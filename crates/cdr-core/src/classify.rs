//! Failure classification.
//!
//! A call leg failed when it never carried media (zero duration) and either
//! side reported a cause outside the success set. Absent causes read as `0`
//! ("no error"). Codes missing from the documented failure list still count:
//! an unlisted code on a zero-duration leg is a failure.

use cdr_common::{CauseCode, DecodedRecord, FailureVerdict};

/// Classify one record. Pure; the verdict depends only on the record.
pub fn classify(record: &DecodedRecord) -> FailureVerdict {
    let orig = record.orig_cause_or_none();
    let dest = record.dest_cause_or_none();

    let is_failed = record.duration_secs == 0 && (!dest.is_success() || !orig.is_success());
    let primary = primary_cause(record);

    FailureVerdict {
        is_failed,
        reason: primary.description(),
        primary_cause_code: primary,
    }
}

/// Terminating cause if present, else originating, else `0`.
pub fn primary_cause(record: &DecodedRecord) -> CauseCode {
    record
        .dest_cause
        .or(record.orig_cause)
        .unwrap_or(CauseCode::NONE)
}

#[cfg(test)]
mod tests {
    use super::*;
    use chrono::{TimeZone, Utc};
    use proptest::prelude::*;

    fn record(orig: Option<u32>, dest: Option<u32>, duration_secs: u32) -> DecodedRecord {
        DecodedRecord {
            record_type: 1,
            call_id: "1-100".to_string(),
            origination: Utc.timestamp_opt(1_700_000_000, 0).unwrap(),
            connect: None,
            disconnect: None,
            calling_number: "1001".to_string(),
            original_called_number: "2001".to_string(),
            final_called_number: "2001".to_string(),
            last_redirect_dn: String::new(),
            calling_partition: String::new(),
            original_called_partition: String::new(),
            final_called_partition: String::new(),
            last_redirect_partition: String::new(),
            orig_cause: orig.map(CauseCode),
            dest_cause: dest.map(CauseCode),
            duration_secs,
            orig_device: String::new(),
            dest_device: String::new(),
            orig_ip: String::new(),
            dest_ip: String::new(),
            hunt_pilot_dn: String::new(),
            hunt_pilot_partition: String::new(),
        }
    }

    #[test]
    fn test_busy_zero_duration_fails() {
        let verdict = classify(&record(None, Some(17), 0));
        assert!(verdict.is_failed);
        assert_eq!(verdict.reason, "User busy");
        assert_eq!(verdict.primary_cause_code, CauseCode(17));
    }

    #[test]
    fn test_connected_call_never_fails() {
        let verdict = classify(&record(None, Some(17), 120));
        assert!(!verdict.is_failed);
    }

    #[test]
    fn test_normal_clearing_not_failed() {
        assert!(!classify(&record(Some(16), Some(16), 0)).is_failed);
        assert!(!classify(&record(None, None, 0)).is_failed);
        assert!(!classify(&record(Some(393_216), None, 0)).is_failed);
    }

    #[test]
    fn test_originating_cause_alone_fails() {
        let verdict = classify(&record(Some(31), None, 0));
        assert!(verdict.is_failed);
        assert_eq!(verdict.primary_cause_code, CauseCode(31));
    }

    #[test]
    fn test_terminating_cause_is_primary() {
        let verdict = classify(&record(Some(31), Some(19), 0));
        assert_eq!(verdict.primary_cause_code, CauseCode(19));
        assert_eq!(verdict.reason, "No answer from user (user alerted)");
    }

    #[test]
    fn test_unlisted_code_still_fails() {
        let verdict = classify(&record(None, Some(4242), 0));
        assert!(!CauseCode(4242).is_listed_failure());
        assert!(verdict.is_failed);
        assert_eq!(verdict.reason, "Unknown cause code: 4242");
    }

    proptest! {
        #[test]
        fn prop_nonzero_duration_never_fails(
            orig in proptest::option::of(any::<u32>()),
            dest in proptest::option::of(any::<u32>()),
            duration in 1u32..=u32::MAX,
        ) {
            prop_assert!(!classify(&record(orig, dest, duration)).is_failed);
        }

        #[test]
        fn prop_zero_duration_matches_rule(
            orig in proptest::option::of(any::<u32>()),
            dest in proptest::option::of(any::<u32>()),
        ) {
            let verdict = classify(&record(orig, dest, 0));
            let success = |c: Option<u32>| CauseCode(c.unwrap_or(0)).is_success();
            prop_assert_eq!(verdict.is_failed, !success(orig) || !success(dest));
        }

        #[test]
        fn prop_reason_matches_primary(
            orig in proptest::option::of(any::<u32>()),
            dest in proptest::option::of(any::<u32>()),
        ) {
            let verdict = classify(&record(orig, dest, 0));
            prop_assert_eq!(verdict.reason, verdict.primary_cause_code.description());
        }
    }
}
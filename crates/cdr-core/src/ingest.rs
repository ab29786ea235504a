//! File ingestion pipeline.
//!
//! For each delivered file: fingerprint, skip if already processed with the
//! same content, decode, classify, then commit the failed calls and the file
//! marker as one unit of work. A file that cannot be read is skipped without
//! a marker so the next run retries it. Store failures abort the run.

use std::path::{Path, PathBuf};

use cdr_common::{FailedCallEntry, ProcessedFileMarker};
use cdr_store::CallStore;
use serde::{Deserialize, Serialize};

use crate::classify::classify;
use crate::decode::decode_path;
use crate::error::Result;
use crate::fields::SchemaVersion;
use crate::fingerprint::fingerprint_path;
use crate::log_event;
use crate::logging::{event_names, LogContext, Stage};

/// Counters for one ingestion run.
#[derive(Debug, Clone, Default, PartialEq, Eq, Serialize, Deserialize)]
pub struct RunSummary {
    pub files_seen: u64,
    pub files_processed: u64,
    /// Same name and content as an earlier run.
    pub files_skipped_duplicate: u64,
    pub files_unreadable: u64,
    /// Call-leg records decoded across processed files.
    pub records_processed: u64,
    /// Failed calls written to the store (duplicates by key excluded).
    pub new_failed_calls: u64,
    /// Lines skipped by the decoder.
    pub lines_skipped: u64,
    #[serde(default, skip_serializing_if = "Vec::is_empty")]
    pub unreadable: Vec<PathBuf>,
}

impl RunSummary {
    fn absorb(&mut self, outcome: FileOutcome) {
        match outcome {
            FileOutcome::Duplicate => self.files_skipped_duplicate += 1,
            FileOutcome::Committed {
                records,
                inserted,
                skipped_lines,
            } => {
                self.files_processed += 1;
                self.records_processed += records;
                self.new_failed_calls += inserted;
                self.lines_skipped += skipped_lines;
            }
        }
    }
}

enum FileOutcome {
    Duplicate,
    Committed {
        records: u64,
        inserted: u64,
        skipped_lines: u64,
    },
}

/// Ingest `paths` in order.
pub fn ingest_files<S, P>(store: &mut S, paths: &[P], ctx: &LogContext) -> Result<RunSummary>
where
    S: CallStore + ?Sized,
    P: AsRef<Path>,
{
    let mut summary = RunSummary::default();

    for path in paths {
        let path = path.as_ref();
        summary.files_seen += 1;
        match ingest_file(store, path, ctx)? {
            Some(outcome) => summary.absorb(outcome),
            None => {
                summary.files_unreadable += 1;
                summary.unreadable.push(path.to_path_buf());
            }
        }
    }

    log_event!(
        ctx,
        INFO,
        event_names::RUN_FINISHED,
        Stage::Persist,
        "Ingestion finished",
        files = summary.files_seen,
        processed = summary.files_processed,
        duplicates = summary.files_skipped_duplicate,
        unreadable = summary.files_unreadable,
        records = summary.records_processed,
        new_failed_calls = summary.new_failed_calls
    );

    Ok(summary)
}

/// `Ok(None)` when the file could not be read.
fn ingest_file<S>(store: &mut S, path: &Path, ctx: &LogContext) -> Result<Option<FileOutcome>>
where
    S: CallStore + ?Sized,
{
    let filename = path
        .file_name()
        .map(|n| n.to_string_lossy().into_owned())
        .unwrap_or_else(|| path.display().to_string());

    let fingerprint = match fingerprint_path(path) {
        Ok(fp) => fp,
        Err(e) => {
            log_event!(
                ctx,
                WARN,
                event_names::FILE_UNREADABLE,
                Stage::Decode,
                "Cannot read CDR file, skipping",
                file = %filename,
                error = %e
            );
            return Ok(None);
        }
    };

    if store.is_file_processed(&filename, &fingerprint)? {
        log_event!(
            ctx,
            DEBUG,
            event_names::FILE_ALREADY_PROCESSED,
            Stage::Persist,
            "File already processed, skipping",
            file = %filename,
            fingerprint = %fingerprint.short()
        );
        return Ok(Some(FileOutcome::Duplicate));
    }

    let outcome = match decode_path(path, SchemaVersion::V1) {
        Ok(outcome) => outcome,
        Err(e) => {
            log_event!(
                ctx,
                WARN,
                event_names::FILE_UNREADABLE,
                Stage::Decode,
                "Cannot decode CDR file, skipping",
                file = %filename,
                error = %e
            );
            return Ok(None);
        }
    };

    log_event!(
        ctx,
        DEBUG,
        event_names::FILE_DECODED,
        Stage::Decode,
        "Decoded CDR file",
        file = %filename,
        lines = outcome.lines_scanned,
        records = outcome.records.len(),
        skipped = outcome.skipped()
    );

    let entries: Vec<FailedCallEntry> = outcome
        .records
        .iter()
        .filter_map(|record| {
            let verdict = classify(record);
            verdict
                .is_failed
                .then(|| FailedCallEntry::from_record(record, &verdict, &fingerprint))
        })
        .collect();

    let records = outcome.records.len() as u64;
    let marker = ProcessedFileMarker::new(
        filename.clone(),
        fingerprint,
        records,
        entries.len() as u64,
    );
    let inserted = store.commit_file(&marker, &entries)? as u64;

    log_event!(
        ctx,
        INFO,
        event_names::FILE_COMMITTED,
        Stage::Persist,
        "Processed CDR file",
        file = %filename,
        records = records,
        failed = entries.len(),
        inserted = inserted
    );

    Ok(Some(FileOutcome::Committed {
        records,
        inserted,
        skipped_lines: outcome.skipped(),
    }))
}

#[cfg(test)]
mod tests {
    use super::*;
    use cdr_store::SqliteStore;
    use std::fs;
    use tempfile::TempDir;

    fn line(call_id: u32, origination: i64, dest_cause: u32, duration: u32) -> String {
        let mut fields = vec![String::new(); 60];
        fields[0] = "1".to_string();
        fields[2] = call_id.to_string();
        fields[4] = origination.to_string();
        fields[8] = "1001".to_string();
        fields[11] = "0".to_string();
        fields[29] = "2001".to_string();
        fields[30] = "2001".to_string();
        fields[33] = dest_cause.to_string();
        fields[55] = duration.to_string();
        fields.join(",")
    }

    fn ctx() -> LogContext {
        LogContext::new("run-test", "host-test")
    }

    #[test]
    fn test_unreadable_file_counted_without_marker() {
        let tmp = TempDir::new().unwrap();
        let mut store = SqliteStore::open_in_memory().unwrap();
        let missing = tmp.path().join("cdr_missing");

        let summary = ingest_files(&mut store, &[missing], &ctx()).unwrap();
        assert_eq!(summary.files_seen, 1);
        assert_eq!(summary.files_unreadable, 1);
        assert_eq!(summary.files_processed, 0);
        assert!(store.marker("cdr_missing").unwrap().is_none());
    }

    #[test]
    fn test_only_failed_calls_persisted() {
        let tmp = TempDir::new().unwrap();
        let now = chrono::Utc::now().timestamp();
        let body = [
            line(1, now - 60, 17, 0),
            line(2, now - 50, 16, 120),
            "1,2,3".to_string(),
        ]
        .join("\n");
        let path = tmp.path().join("cdr_a");
        fs::write(&path, body).unwrap();

        let mut store = SqliteStore::open_in_memory().unwrap();
        let summary = ingest_files(&mut store, &[&path], &ctx()).unwrap();

        assert_eq!(summary.files_processed, 1);
        assert_eq!(summary.records_processed, 2);
        assert_eq!(summary.new_failed_calls, 1);
        assert_eq!(summary.lines_skipped, 1);

        let marker = store.marker("cdr_a").unwrap().unwrap();
        assert_eq!(marker.total_records, 2);
        assert_eq!(marker.failed_records, 1);
    }
}
//! CDR field schema: semantic field names bound to column ordinals.
//!
//! The column layout is an external, versioned contract. Lookup is a direct
//! index into a constant table (one entry per [`FieldName`]). A layout change
//! is a new [`SchemaVersion`], never an edit to an existing one.

/// Lines with fewer columns than this are not call-leg rows.
pub const MIN_FIELD_COUNT: usize = 50;

/// Semantic names of the columns the engine reads.
#[derive(Debug, Clone, Copy, PartialEq, Eq, Hash)]
pub enum FieldName {
    RecordType,
    ClusterId,
    CallId,
    Origination,
    OrigIp,
    CallingNumber,
    OrigCause,
    DestIp,
    OriginalCalledNumber,
    FinalCalledNumber,
    DestCause,
    Connect,
    Disconnect,
    LastRedirectDn,
    OriginalCalledPartition,
    CallingPartition,
    FinalCalledPartition,
    LastRedirectPartition,
    Duration,
    OrigDevice,
    DestDevice,
    HuntPilotDn,
    HuntPilotPartition,
}

impl FieldName {
    pub const COUNT: usize = 23;

    pub const ALL: [FieldName; FieldName::COUNT] = [
        FieldName::RecordType,
        FieldName::ClusterId,
        FieldName::CallId,
        FieldName::Origination,
        FieldName::OrigIp,
        FieldName::CallingNumber,
        FieldName::OrigCause,
        FieldName::DestIp,
        FieldName::OriginalCalledNumber,
        FieldName::FinalCalledNumber,
        FieldName::DestCause,
        FieldName::Connect,
        FieldName::Disconnect,
        FieldName::LastRedirectDn,
        FieldName::OriginalCalledPartition,
        FieldName::CallingPartition,
        FieldName::FinalCalledPartition,
        FieldName::LastRedirectPartition,
        FieldName::Duration,
        FieldName::OrigDevice,
        FieldName::DestDevice,
        FieldName::HuntPilotDn,
        FieldName::HuntPilotPartition,
    ];

    /// Column header used by CUCM for this field.
    pub fn column_name(self) -> &'static str {
        match self {
            FieldName::RecordType => "cdrRecordType",
            FieldName::ClusterId => "globalCallID_callManagerId",
            FieldName::CallId => "globalCallID_callId",
            FieldName::Origination => "dateTimeOrigination",
            FieldName::OrigIp => "origIpAddr",
            FieldName::CallingNumber => "callingPartyNumber",
            FieldName::OrigCause => "origCause_value",
            FieldName::DestIp => "destIpAddr",
            FieldName::OriginalCalledNumber => "originalCalledPartyNumber",
            FieldName::FinalCalledNumber => "finalCalledPartyNumber",
            FieldName::DestCause => "destCause_value",
            FieldName::Connect => "dateTimeConnect",
            FieldName::Disconnect => "dateTimeDisconnect",
            FieldName::LastRedirectDn => "lastRedirectDn",
            FieldName::OriginalCalledPartition => "originalCalledPartyNumberPartition",
            FieldName::CallingPartition => "callingPartyNumberPartition",
            FieldName::FinalCalledPartition => "finalCalledPartyNumberPartition",
            FieldName::LastRedirectPartition => "lastRedirectDnPartition",
            FieldName::Duration => "duration",
            FieldName::OrigDevice => "origDeviceName",
            FieldName::DestDevice => "destDeviceName",
            FieldName::HuntPilotDn => "huntPilotDN",
            FieldName::HuntPilotPartition => "huntPilotPartition",
        }
    }
}

/// Ordinals for the V1 layout, indexed by `FieldName as usize`.
const V1_ORDINALS: [usize; FieldName::COUNT] = [
    0,   // RecordType
    1,   // ClusterId
    2,   // CallId
    4,   // Origination
    7,   // OrigIp
    8,   // CallingNumber
    11,  // OrigCause
    28,  // DestIp
    29,  // OriginalCalledNumber
    30,  // FinalCalledNumber
    33,  // DestCause
    47,  // Connect
    48,  // Disconnect
    49,  // LastRedirectDn
    51,  // OriginalCalledPartition
    52,  // CallingPartition
    53,  // FinalCalledPartition
    54,  // LastRedirectPartition
    55,  // Duration
    56,  // OrigDevice
    57,  // DestDevice
    101, // HuntPilotDn
    102, // HuntPilotPartition
];

/// A versioned column layout.
#[derive(Debug, Clone, Copy, PartialEq, Eq, Default)]
pub enum SchemaVersion {
    #[default]
    V1,
}

impl SchemaVersion {
    /// Column ordinal bound to `name`, or `None` when this version does not
    /// carry the field.
    pub fn ordinal(self, name: FieldName) -> Option<usize> {
        match self {
            SchemaVersion::V1 => Some(V1_ORDINALS[name as usize]),
        }
    }

    /// Trimmed value of `name`; empty when the row is too short.
    pub fn field_value<S: AsRef<str>>(self, fields: &[S], name: FieldName) -> &str {
        self.ordinal(name)
            .and_then(|idx| fields.get(idx))
            .map(|value| value.as_ref().trim())
            .unwrap_or("")
    }

    /// Integer value of `name`, or `default` when empty or unparsable.
    pub fn field_value_as_int<S: AsRef<str>>(
        self,
        fields: &[S],
        name: FieldName,
        default: i64,
    ) -> i64 {
        let raw = self.field_value(fields, name);
        if raw.is_empty() {
            return default;
        }
        raw.parse().unwrap_or(default)
    }
}

/// [`SchemaVersion::field_value`] on the default layout.
pub fn field_value<S: AsRef<str>>(fields: &[S], name: FieldName) -> &str {
    SchemaVersion::default().field_value(fields, name)
}

/// [`SchemaVersion::field_value_as_int`] on the default layout.
pub fn field_value_as_int<S: AsRef<str>>(fields: &[S], name: FieldName, default: i64) -> i64 {
    SchemaVersion::default().field_value_as_int(fields, name, default)
}

#[cfg(test)]
mod tests {
    use super::*;

    fn row(len: usize) -> Vec<String> {
        vec![String::new(); len]
    }

    #[test]
    fn test_all_is_in_discriminant_order() {
        for (idx, name) in FieldName::ALL.iter().enumerate() {
            assert_eq!(*name as usize, idx);
        }
    }

    #[test]
    fn test_v1_ordinals() {
        let v1 = SchemaVersion::V1;
        assert_eq!(v1.ordinal(FieldName::RecordType), Some(0));
        assert_eq!(v1.ordinal(FieldName::Origination), Some(4));
        assert_eq!(v1.ordinal(FieldName::DestCause), Some(33));
        assert_eq!(v1.ordinal(FieldName::Duration), Some(55));
        assert_eq!(v1.ordinal(FieldName::HuntPilotPartition), Some(102));
    }

    #[test]
    fn test_v1_ordinals_are_unique() {
        let mut seen = V1_ORDINALS.to_vec();
        seen.sort_unstable();
        seen.dedup();
        assert_eq!(seen.len(), FieldName::COUNT);
    }

    #[test]
    fn test_field_value_trims() {
        let mut fields = row(60);
        fields[8] = "  1001 ".to_string();
        assert_eq!(field_value(&fields, FieldName::CallingNumber), "1001");
    }

    #[test]
    fn test_field_value_out_of_range_is_empty() {
        let fields = row(60);
        assert_eq!(field_value(&fields, FieldName::HuntPilotDn), "");
        let empty: [&str; 0] = [];
        assert_eq!(field_value(&empty, FieldName::RecordType), "");
    }

    #[test]
    fn test_field_value_as_int() {
        let mut fields = row(60);
        fields[55] = "42".to_string();
        fields[33] = "abc".to_string();
        assert_eq!(field_value_as_int(&fields, FieldName::Duration, 0), 42);
        assert_eq!(field_value_as_int(&fields, FieldName::DestCause, -1), -1);
        assert_eq!(field_value_as_int(&fields, FieldName::OrigCause, 7), 7);
        assert_eq!(field_value_as_int(&fields, FieldName::HuntPilotDn, 3), 3);
    }

    #[test]
    fn test_column_names() {
        assert_eq!(FieldName::Origination.column_name(), "dateTimeOrigination");
        assert_eq!(FieldName::DestCause.column_name(), "destCause_value");
    }
}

══════════

■ **EXERCISE AIM**: Lines in the records above that contain the word "entries" need to be counted; the reply is that number and nothing else.

■ **RESPONSE AREA**: 4